Now the book has come out into an environment that is far more receptive to the idea of a mother-child relationship before birth, thanks to people like Dr. Verny and so many other APPPAH members. However, it wasn't until just a few weeks ago that I realized why these letters were so important for me to write...and now, to have published.
Some friends and I were having a discussion about birth order and its effect on personality. This talk led me to share that I had had a brother whom I never had the chance to know because he died of a brain tumor at the age of four and a half. I explained that it wasn't until two years ago that I had finally done the arithmetic correctly and realized that he had died less than two years before I was born, and that I was born into a grieving family. This awareness explained the fact that, although I had always known I was loved, I had felt that, as a young child, I was held at arm's length.

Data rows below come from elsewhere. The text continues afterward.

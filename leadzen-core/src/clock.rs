use chrono::{DateTime, Duration, Utc};
use std::sync::Mutex;

/// Source of "now" for anything with a freshness window
pub trait Clock: Send + Sync {
    fn now(&self) -> DateTime<Utc>;
}

#[derive(Debug, Default, Clone, Copy)]
pub struct SystemClock;

impl Clock for SystemClock {
    fn now(&self) -> DateTime<Utc> {
        Utc::now()
    }
}

/// Clock that only moves when told to
#[derive(Debug)]
pub struct ManualClock {
    now: Mutex<DateTime<Utc>>,
}

impl ManualClock {
    pub fn new(start: DateTime<Utc>) -> Self {
        Self {
            now: Mutex::new(start),
        }
    }

    pub fn advance(&self, by: Duration) {
        let mut now = self.now.lock().unwrap_or_else(|e| e.into_inner());
        *now += by;
    }
}

impl Default for ManualClock {
    fn default() -> Self {
        Self::new(Utc::now())
    }
}

impl Clock for ManualClock {
    fn now(&self) -> DateTime<Utc> {
        *self.now.lock().unwrap_or_else(|e| e.into_inner())
    }
}
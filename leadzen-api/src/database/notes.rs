use crate::database::rows::{collect_valid, enum_column};
use crate::database::AsyncDbConnection;
use anyhow::Result;
use rusqlite::{params, OptionalExtension, Row};
use shared_types::{CreateNoteRequest, Note, NoteTag, UpdateNoteRequest};

const NOTE_COLUMNS: &str =
    "id, lead_id, call_log_id, content, tag, created_by, created_at, updated_at";

const DEFAULT_AUTHOR: &str = "You";

fn note_from_row(row: &Row) -> rusqlite::Result<Note> {
    Ok(Note {
        id: row.get(0)?,
        lead_id: row.get(1)?,
        call_log_id: row.get(2)?,
        content: row.get(3)?,
        tag: enum_column(row, 4, NoteTag::parse)?,
        created_by: row.get(5)?,
        created_at: row.get(6)?,
        updated_at: row.get(7)?,
    })
}

pub async fn insert_note(
    conn: AsyncDbConnection,
    lead_id: i64,
    request: &CreateNoteRequest,
) -> Result<Note> {
    let conn = conn.lock().await?;
    let now = chrono::Utc::now().timestamp();
    let tag = request.tag.unwrap_or(if request.call_log_id.is_some() {
        NoteTag::CallRelated
    } else {
        NoteTag::General
    });
    let created_by = request
        .created_by
        .as_deref()
        .map(str::trim)
        .filter(|c| !c.is_empty())
        .unwrap_or(DEFAULT_AUTHOR);

    let note = conn.query_row(
        &format!(
            "INSERT INTO lead_notes (lead_id, call_log_id, content, tag, created_by, created_at, updated_at)
             VALUES (?1, ?2, ?3, ?4, ?5, ?6, ?6)
             RETURNING {}",
            NOTE_COLUMNS
        ),
        params![
            lead_id,
            request.call_log_id,
            request.content.trim(),
            tag.as_str(),
            created_by,
            now
        ],
        note_from_row,
    )?;

    Ok(note)
}

pub async fn get_note(conn: AsyncDbConnection, id: i64) -> Result<Option<Note>> {
    let conn = conn.lock().await?;

    let note = conn
        .query_row(
            &format!("SELECT {} FROM lead_notes WHERE id = ?1", NOTE_COLUMNS),
            [id],
            note_from_row,
        )
        .optional()
        .map_err(|e| anyhow::anyhow!("Failed to get note: {}", e))?;

    Ok(note)
}

/// Notes in the order they were written. `lead_id` of `None` lists every lead's notes.
pub async fn list_notes(
    conn: AsyncDbConnection,
    lead_id: Option<i64>,
    limit: usize,
    offset: usize,
) -> Result<Vec<Note>> {
    let conn = conn.lock().await?;

    let mut stmt = conn.prepare(&format!(
        "SELECT {} FROM lead_notes
         WHERE (?1 IS NULL OR lead_id = ?1)
         ORDER BY created_at, id
         LIMIT ?2 OFFSET ?3",
        NOTE_COLUMNS
    ))?;

    let rows = stmt.query_map(params![lead_id, limit as i64, offset as i64], note_from_row)?;
    Ok(collect_valid(rows, "lead_notes"))
}

/// Applies the fields that are set. Returns `None` when no note has that id.
pub async fn update_note(
    conn: AsyncDbConnection,
    id: i64,
    request: &UpdateNoteRequest,
) -> Result<Option<Note>> {
    let conn = conn.lock().await?;
    let now = chrono::Utc::now().timestamp();

    let note = conn
        .query_row(
            &format!(
                "UPDATE lead_notes
                 SET content = COALESCE(?1, content), tag = COALESCE(?2, tag), updated_at = ?3
                 WHERE id = ?4
                 RETURNING {}",
                NOTE_COLUMNS
            ),
            params![
                request.content.as_deref().map(str::trim),
                request.tag.map(|t| t.as_str()),
                now,
                id
            ],
            note_from_row,
        )
        .optional()?;

    Ok(note)
}

pub async fn delete_note(conn: AsyncDbConnection, id: i64) -> Result<bool> {
    let conn = conn.lock().await?;
    let deleted = conn.execute("DELETE FROM lead_notes WHERE id = ?1", [id])?;
    Ok(deleted > 0)
}

#[cfg(test)]
mod tests {
    use super::*;
    use crate::database::leads::{delete_lead, insert_lead};
    use crate::database::testing::temp_database;
    use shared_types::CreateLeadRequest;

    async fn lead_id(conn: AsyncDbConnection, name: &str) -> i64 {
        let request = CreateLeadRequest {
            name: name.to_string(),
            email: None,
            phone: "9876543210".to_string(),
            company: None,
            position: None,
            source: None,
            status: None,
            priority: None,
            value: None,
            notes: None,
            tags: vec![],
        };
        insert_lead(conn, &request).await.unwrap().id
    }

    fn note(content: &str) -> CreateNoteRequest {
        CreateNoteRequest {
            content: content.to_string(),
            tag: None,
            created_by: None,
            call_log_id: None,
        }
    }

    #[tokio::test]
    async fn test_notes_are_scoped_to_their_lead() {
        let (_dir, db) = temp_database();
        let conn = db.async_connection.clone();
        let ravi = lead_id(conn.clone(), "Ravi Kumar").await;
        let meera = lead_id(conn.clone(), "Meera Iyer").await;

        let first = insert_note(conn.clone(), ravi, &note("Wants a demo")).await.unwrap();
        insert_note(conn.clone(), meera, &note("Call after Diwali")).await.unwrap();
        insert_note(conn.clone(), ravi, &note("Sent brochure")).await.unwrap();

        let notes = list_notes(conn.clone(), Some(ravi), 10, 0).await.unwrap();
        let contents: Vec<&str> = notes.iter().map(|n| n.content.as_str()).collect();

        assert_eq!(contents, vec!["Wants a demo", "Sent brochure"]);
        assert_eq!(first.tag, NoteTag::General);
        assert_eq!(first.created_by, "You");
        assert_eq!(list_notes(conn, None, 10, 0).await.unwrap().len(), 3);
    }

    #[tokio::test]
    async fn test_update_keeps_unset_fields() {
        let (_dir, db) = temp_database();
        let conn = db.async_connection.clone();
        let ravi = lead_id(conn.clone(), "Ravi Kumar").await;
        let created = insert_note(conn.clone(), ravi, &note("Wants a demo")).await.unwrap();

        let updated = update_note(
            conn.clone(),
            created.id,
            &UpdateNoteRequest {
                tag: Some(NoteTag::FollowUp),
                ..Default::default()
            },
        )
        .await
        .unwrap()
        .unwrap();

        assert_eq!(updated.content, "Wants a demo");
        assert_eq!(updated.tag, NoteTag::FollowUp);
        assert!(update_note(conn, 999, &UpdateNoteRequest::default())
            .await
            .unwrap()
            .is_none());
    }

    #[tokio::test]
    async fn test_deleting_lead_removes_its_notes() {
        let (_dir, db) = temp_database();
        let conn = db.async_connection.clone();
        let ravi = lead_id(conn.clone(), "Ravi Kumar").await;
        let created = insert_note(conn.clone(), ravi, &note("Wants a demo")).await.unwrap();

        assert!(delete_lead(conn.clone(), ravi).await.unwrap());

        assert!(get_note(conn.clone(), created.id).await.unwrap().is_none());
        assert!(!delete_note(conn, created.id).await.unwrap());
    }
}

It also explained why my first memories of my parent's faces were of pain and sadness.
As I continued to unravel the timing of my birth, I realized that my mother conceived me within a year after my brother, Rickie, had died. I was carried in her womb during a time of grief. My mother's description of the year after Rickie died was that she was \"numb\" and \"doesn't remember anything.\" She may have been beginning to feel again during the time she carried me, and yet I have to ask, \"What was she feeling\"?
I originally wrote Love Letters to my unborn child, simply because I was compelled to do so. The choice was not a conscious one. I was not aware of encouraging my baby's pre-natal development in any way. I only wanted to \"connect\" with him-to reassure him that I knew he was present, that he was loved, and that I was present with him. And so, in this way, I was led to tell our story.
Now, that story has led to the discovery and telling of my own birth story. The compassion I feel for my mother, father, brothers, and myself is as profound as the grief I was born into. Self-awareness unfolds from that story, day by day, and for it, I am deeply grateful.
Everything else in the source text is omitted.